Post
Topic
Board Mining (Altcoins)
Merits 1 from 1 user
Re: PhoenixMiner 5.9d: fastest Ethereum/Ethash miner with lowest devfee (Win/Linux)
by
mrbillishere
on 23/12/2021, 04:03:21 UTC
⭐ Merited by relax69 (1)
Current is 497.09 for windows.  This is most likely the issue.

@miner29 - if your reply was directed towards my post, just above yours, then first off thank you for weighing in... I should add that per the nVidia control panel we're still using driver package 470.05, and per device-manager's info the timestamp on the driver file is still 2021-02-26, so I believe I've ruled out Microsoft being helpful with a GPU driver update. (Also, I looked at update history and aside from the monthly cumulative update, nothing else was applied yesterday. bummer.)

That said, I'm not averse to cleaning up the existing nVidia drivers package using DDU followed by a reinstallation of the same to see if anything changes.

In the meantime I did get t-rex going to see what it thinks. Both cards are hashing and t-rex was able to set the memory and clock speed deltas, and the clock power delta.

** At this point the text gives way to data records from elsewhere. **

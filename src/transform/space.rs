use crate::foundation::core::{Rect, Size};
use crate::foundation::error::{GridlensError, GridlensResult};

/// Map a rectangle from a displayed-size coordinate space into intrinsic
/// pixel space.
///
/// A video element's displayed size and intrinsic resolution generally
/// differ, and not necessarily by the same factor per axis, so the two axes
/// scale independently (`intrinsic.width / display.width` and
/// `intrinsic.height / display.height`).
pub fn display_to_intrinsic(
    rect: Rect,
    display_size: Size,
    intrinsic_size: Size,
) -> GridlensResult<Rect> {
    if !(display_size.width > 0.0 && display_size.height > 0.0) {
        return Err(GridlensError::validation(
            "display size must be positive to map coordinates",
        ));
    }

    let scale_x = intrinsic_size.width / display_size.width;
    let scale_y = intrinsic_size.height / display_size.height;
    Ok(Rect::new(
        rect.x0 * scale_x,
        rect.y0 * scale_y,
        rect.x1 * scale_x,
        rect.y1 * scale_y,
    ))
}

#[cfg(test)]
#[path = "../../tests/unit/transform/space.rs"]
mod tests;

Of course nothing's perfect - it is claiming it can't see the temps of the graphics memory so I can't specify a fanspeed range based on mem-temps. IDK if that ever worked because I've never used t-rex for ethash before and heck, I'm not sure I want to switch because t-rex doesn't support AMD GPUs like PM does, which means I'd have to run PM for AMD and t-rex for nVidia on this mixed GPU rig. Yaay.

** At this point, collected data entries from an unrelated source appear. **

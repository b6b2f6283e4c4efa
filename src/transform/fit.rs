use crate::foundation::core::{Rect, Size};

/// Aspect-preserving "contain" mapping of an intrinsic size into a
/// destination box.
#[derive(Clone, Copy, Debug, PartialEq, serde::Serialize, serde::Deserialize)]
pub struct FitResult {
    /// Sub-rectangle of the destination the source maps onto, centered on
    /// whichever axis is not fully filled.
    pub draw_rect: Rect,
    /// Uniform scale factor from intrinsic pixels to drawn pixels.
    pub scale: f64,
}

impl FitResult {
    /// Zero-area result returned for degenerate inputs; callers skip drawing.
    pub fn empty() -> Self {
        Self {
            draw_rect: Rect::ZERO,
            scale: 0.0,
        }
    }

    /// `true` when the draw rectangle has no area.
    pub fn is_empty(&self) -> bool {
        self.draw_rect.width() <= 0.0 || self.draw_rect.height() <= 0.0
    }
}

/// Compute the "contain" fit of `intrinsic` into `destination`.
///
/// The entire source stays visible, letterboxed on exactly one axis (or
/// neither when the aspect ratios match). Either size having a non-positive
/// or non-finite axis yields [`FitResult::empty`].
pub fn fit(intrinsic: Size, destination: Size) -> FitResult {
    if !positive_finite(intrinsic) || !positive_finite(destination) {
        return FitResult::empty();
    }

    let source_aspect = intrinsic.width / intrinsic.height;
    let destination_aspect = destination.width / destination.height;

    if source_aspect > destination_aspect {
        // Source relatively wider: fill the destination width, center
        // vertically.
        let height = destination.width / source_aspect;
        let y = (destination.height - height) / 2.0;
        FitResult {
            draw_rect: Rect::new(0.0, y, destination.width, y + height),
            scale: destination.width / intrinsic.width,
        }
    } else {
        // Source relatively taller or equal: fill the destination height,
        // center horizontally.
        let width = destination.height * source_aspect;
        let x = (destination.width - width) / 2.0;
        FitResult {
            draw_rect: Rect::new(x, 0.0, x + width, destination.height),
            scale: destination.height / intrinsic.height,
        }
    }
}

fn positive_finite(size: Size) -> bool {
    size.width.is_finite() && size.width > 0.0 && size.height.is_finite() && size.height > 0.0
}

#[cfg(test)]
#[path = "../../tests/unit/transform/fit.rs"]
mod tests;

Here's a quick update re: a workaround I discovered that remediates the bizarre errors I was getting from PM...

So to recap, for the past five days the rig was running PM v5.9d for the AMD RX580 GPUs and t-rex for the nVidia GPUs because PM glitched on me after this month's Win10 patches. That was alright, but let's just say I am not a fan of the t-rex console, nor of its higher dev-fees, and I missed some of PM's features like being able to hit C while mining when you want the app to re-read its config settings and update them on the fly, so I didn't leave well enough alone.

This evening, I went into the UEFI of the motherboard (it's an ASUS brand with an AMD x570 chipset) and fiddled with the settings for the PCIe version assigned to each PCIe slot. Previously, all four were set to Auto and the newer nVidia RTX 3000-series GPUs were being set to PCIe 4 automatically while the RTX 580s were being set to PCIe 3. Pretty normal stuff. Don't ask me why but I decided to set all four expansion slots to PCIe 3 to see what would happen. Lo and behold, PhoenixMiner is back to normal! You could even go so far as to say that it's risen from the ashes. (cue rimshot)

So, take this fwiw. Maybe it'll help someone else too. Cheers.